• Exercise instructions: Return every line of the data that contains the string "initial".
Extracted information below:
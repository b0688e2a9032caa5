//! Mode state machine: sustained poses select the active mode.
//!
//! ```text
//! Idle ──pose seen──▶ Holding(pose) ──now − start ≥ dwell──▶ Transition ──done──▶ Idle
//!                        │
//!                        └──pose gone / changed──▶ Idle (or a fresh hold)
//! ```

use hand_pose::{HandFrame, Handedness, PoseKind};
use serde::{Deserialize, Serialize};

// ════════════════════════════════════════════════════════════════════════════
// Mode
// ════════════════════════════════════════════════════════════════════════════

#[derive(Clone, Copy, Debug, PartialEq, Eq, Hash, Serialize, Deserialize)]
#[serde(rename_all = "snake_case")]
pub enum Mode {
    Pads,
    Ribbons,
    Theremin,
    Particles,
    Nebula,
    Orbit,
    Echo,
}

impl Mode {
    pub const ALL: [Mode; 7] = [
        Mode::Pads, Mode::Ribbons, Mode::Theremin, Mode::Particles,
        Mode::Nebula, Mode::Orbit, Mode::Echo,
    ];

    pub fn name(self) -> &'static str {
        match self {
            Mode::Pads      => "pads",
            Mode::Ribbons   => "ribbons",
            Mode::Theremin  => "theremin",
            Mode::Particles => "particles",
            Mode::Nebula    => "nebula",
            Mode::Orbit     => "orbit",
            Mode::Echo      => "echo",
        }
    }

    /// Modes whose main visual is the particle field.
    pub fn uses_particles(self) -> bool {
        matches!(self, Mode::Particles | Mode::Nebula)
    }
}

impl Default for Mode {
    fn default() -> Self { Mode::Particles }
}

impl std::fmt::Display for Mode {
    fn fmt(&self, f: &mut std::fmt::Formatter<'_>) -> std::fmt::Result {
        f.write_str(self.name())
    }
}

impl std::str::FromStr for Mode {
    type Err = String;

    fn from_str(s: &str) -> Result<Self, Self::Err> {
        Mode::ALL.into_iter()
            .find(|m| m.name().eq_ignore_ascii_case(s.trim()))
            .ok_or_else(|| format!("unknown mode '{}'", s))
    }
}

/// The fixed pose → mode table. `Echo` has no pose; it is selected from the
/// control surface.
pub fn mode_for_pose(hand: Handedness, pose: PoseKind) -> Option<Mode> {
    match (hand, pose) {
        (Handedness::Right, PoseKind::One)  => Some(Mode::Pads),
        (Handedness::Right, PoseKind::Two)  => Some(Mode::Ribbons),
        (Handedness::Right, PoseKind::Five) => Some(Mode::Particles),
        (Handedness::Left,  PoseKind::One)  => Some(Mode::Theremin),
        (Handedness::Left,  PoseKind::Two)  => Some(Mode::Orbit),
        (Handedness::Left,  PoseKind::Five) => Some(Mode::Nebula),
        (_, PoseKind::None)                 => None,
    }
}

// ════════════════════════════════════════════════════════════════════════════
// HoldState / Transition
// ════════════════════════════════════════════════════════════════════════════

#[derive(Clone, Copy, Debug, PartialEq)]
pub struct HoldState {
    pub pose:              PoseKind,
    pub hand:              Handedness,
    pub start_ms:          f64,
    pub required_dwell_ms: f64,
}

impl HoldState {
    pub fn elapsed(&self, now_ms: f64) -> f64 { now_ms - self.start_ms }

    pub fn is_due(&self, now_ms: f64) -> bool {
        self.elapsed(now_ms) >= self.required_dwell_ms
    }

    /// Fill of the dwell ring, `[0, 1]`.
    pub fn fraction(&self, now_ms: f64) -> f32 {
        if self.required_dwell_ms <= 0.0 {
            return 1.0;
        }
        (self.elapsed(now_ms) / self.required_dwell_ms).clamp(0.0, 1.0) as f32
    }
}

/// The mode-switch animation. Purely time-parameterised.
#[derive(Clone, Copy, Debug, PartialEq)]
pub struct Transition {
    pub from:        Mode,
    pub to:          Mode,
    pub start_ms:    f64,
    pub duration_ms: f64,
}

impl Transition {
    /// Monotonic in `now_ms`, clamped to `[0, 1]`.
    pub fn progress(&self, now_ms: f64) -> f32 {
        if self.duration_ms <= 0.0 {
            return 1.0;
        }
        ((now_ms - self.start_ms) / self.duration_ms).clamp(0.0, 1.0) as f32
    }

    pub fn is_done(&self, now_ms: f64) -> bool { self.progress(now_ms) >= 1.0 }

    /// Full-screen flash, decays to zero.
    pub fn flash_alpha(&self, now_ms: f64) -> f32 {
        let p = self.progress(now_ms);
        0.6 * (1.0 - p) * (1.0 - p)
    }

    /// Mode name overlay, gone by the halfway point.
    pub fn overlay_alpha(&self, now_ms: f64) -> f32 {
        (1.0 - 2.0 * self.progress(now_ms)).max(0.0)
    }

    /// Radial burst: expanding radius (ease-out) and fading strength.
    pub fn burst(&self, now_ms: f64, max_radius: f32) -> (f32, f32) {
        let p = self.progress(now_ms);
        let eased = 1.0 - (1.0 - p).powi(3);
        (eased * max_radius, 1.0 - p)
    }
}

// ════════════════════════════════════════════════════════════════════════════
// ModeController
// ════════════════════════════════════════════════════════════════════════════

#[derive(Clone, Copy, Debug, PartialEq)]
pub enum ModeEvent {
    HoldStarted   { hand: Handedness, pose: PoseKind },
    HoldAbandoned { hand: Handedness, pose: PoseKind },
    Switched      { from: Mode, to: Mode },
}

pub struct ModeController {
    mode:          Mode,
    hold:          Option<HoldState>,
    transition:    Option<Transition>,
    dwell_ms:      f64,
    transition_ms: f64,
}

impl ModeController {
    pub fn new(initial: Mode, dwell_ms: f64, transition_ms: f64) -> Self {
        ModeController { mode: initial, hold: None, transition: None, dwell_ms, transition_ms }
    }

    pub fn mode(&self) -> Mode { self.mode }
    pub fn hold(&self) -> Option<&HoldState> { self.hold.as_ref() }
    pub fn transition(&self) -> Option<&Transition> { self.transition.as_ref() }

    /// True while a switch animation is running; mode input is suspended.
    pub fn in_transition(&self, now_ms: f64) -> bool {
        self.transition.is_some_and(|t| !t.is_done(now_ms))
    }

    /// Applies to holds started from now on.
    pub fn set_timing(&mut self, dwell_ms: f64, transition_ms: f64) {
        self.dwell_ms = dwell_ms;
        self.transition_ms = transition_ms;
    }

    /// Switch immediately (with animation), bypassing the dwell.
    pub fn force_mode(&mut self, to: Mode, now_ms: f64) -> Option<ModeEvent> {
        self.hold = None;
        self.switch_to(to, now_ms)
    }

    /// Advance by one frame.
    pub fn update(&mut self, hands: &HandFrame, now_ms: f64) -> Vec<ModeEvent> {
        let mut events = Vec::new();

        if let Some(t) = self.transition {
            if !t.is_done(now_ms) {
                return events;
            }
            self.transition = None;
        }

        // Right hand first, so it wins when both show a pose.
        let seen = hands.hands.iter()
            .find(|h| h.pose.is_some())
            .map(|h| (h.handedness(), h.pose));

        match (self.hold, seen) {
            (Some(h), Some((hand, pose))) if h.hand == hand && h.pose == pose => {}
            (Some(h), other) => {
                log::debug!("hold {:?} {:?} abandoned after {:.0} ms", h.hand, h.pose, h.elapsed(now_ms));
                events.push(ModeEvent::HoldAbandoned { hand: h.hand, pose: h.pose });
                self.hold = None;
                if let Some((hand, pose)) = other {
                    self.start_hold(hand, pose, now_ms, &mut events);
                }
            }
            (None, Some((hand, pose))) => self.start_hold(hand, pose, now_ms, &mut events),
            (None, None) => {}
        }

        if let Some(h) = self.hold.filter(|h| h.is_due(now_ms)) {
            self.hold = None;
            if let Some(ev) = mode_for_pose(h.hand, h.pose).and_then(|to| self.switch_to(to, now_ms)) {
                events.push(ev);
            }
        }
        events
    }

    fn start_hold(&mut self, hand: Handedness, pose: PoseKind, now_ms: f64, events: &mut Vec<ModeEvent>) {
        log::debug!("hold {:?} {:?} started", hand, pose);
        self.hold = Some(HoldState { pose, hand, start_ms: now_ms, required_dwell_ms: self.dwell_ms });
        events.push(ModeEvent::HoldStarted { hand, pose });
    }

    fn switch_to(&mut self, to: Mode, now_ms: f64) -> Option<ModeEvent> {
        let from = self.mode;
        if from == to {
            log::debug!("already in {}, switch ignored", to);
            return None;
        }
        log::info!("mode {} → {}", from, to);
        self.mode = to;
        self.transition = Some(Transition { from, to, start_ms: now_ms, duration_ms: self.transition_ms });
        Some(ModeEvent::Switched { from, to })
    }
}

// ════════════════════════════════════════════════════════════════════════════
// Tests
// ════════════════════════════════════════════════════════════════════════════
End of Extracted information.
• Response area:
    pub fn new(initial: Mode, dwell_ms: f64, transition_ms: f64) -> Self {
        ModeController { mode: initial, hold: None, transition: None, dwell_ms, transition_ms }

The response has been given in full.